**Exercise data:**
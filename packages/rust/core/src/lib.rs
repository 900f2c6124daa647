//! Stage processing, drift monitoring and execution driving for ledgerflow.
//!
//! This crate ties the object store, the ledger and the external
//! collaborators together into the four pipeline stages, and drives workflow
//! executions that run them.

pub mod bridge;
pub mod context;
pub mod driver;
pub mod drift;
pub mod feed;
pub mod monitor;
pub mod predictions;
pub mod processor;
pub mod progress;
pub mod stages;
pub mod workflow;

pub use bridge::{BridgeCollaborator, BridgeConfig, Collaborator};
pub use context::PipelineContext;
pub use driver::{
    ExecutionDescription, ExecutionDriver, ExecutionHandle, ExecutionOutcome, ExecutionStatus,
    WorkflowClient, WorkflowHandle, WorkflowPage,
};
pub use feed::{FeedOptions, FeedReport, FeedRun, run_feed};
pub use monitor::run_monitor;
pub use predictions::{PredictionRow, PredictionTable, RawScores};
pub use processor::{RunOptions, StageReport, UnitTransform, run_stage};
pub use progress::{ProgressReporter, SilentProgress};
pub use stages::{PipelineReport, run_ingest, run_pipeline, run_score, run_transform};
pub use workflow::{HttpWorkflowClient, LocalWorkflowClient};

**About this task:**
Everything in the data above must be reproduced exactly.

**Response to the exercise:**
filename packages/rust/core/src/lib.rs
repository 900f2c6124daa647
//! Stage processing, drift monitoring and execution driving for ledgerflow.
//!
//! This crate ties the object store, the ledger and the external
//! collaborators together into the four pipeline stages, and drives workflow
//! executions that run them.

pub mod bridge;
pub mod context;
pub mod driver;
pub mod drift;
pub mod feed;
pub mod monitor;
pub mod predictions;
pub mod processor;
pub mod progress;
pub mod stages;
pub mod workflow;

pub use bridge::{BridgeCollaborator, BridgeConfig, Collaborator};
pub use context::PipelineContext;
pub use driver::{
    ExecutionDescription, ExecutionDriver, ExecutionHandle, ExecutionOutcome, ExecutionStatus,
    WorkflowClient, WorkflowHandle, WorkflowPage,
};
pub use feed::{FeedOptions, FeedReport, FeedRun, run_feed};
pub use monitor::run_monitor;
pub use predictions::{PredictionRow, PredictionTable, RawScores};
pub use processor::{RunOptions, StageReport, UnitTransform, run_stage};
pub use progress::{ProgressReporter, SilentProgress};
pub use stages::{PipelineReport, run_ingest, run_pipeline, run_score, run_transform};
pub use workflow::{HttpWorkflowClient, LocalWorkflowClient};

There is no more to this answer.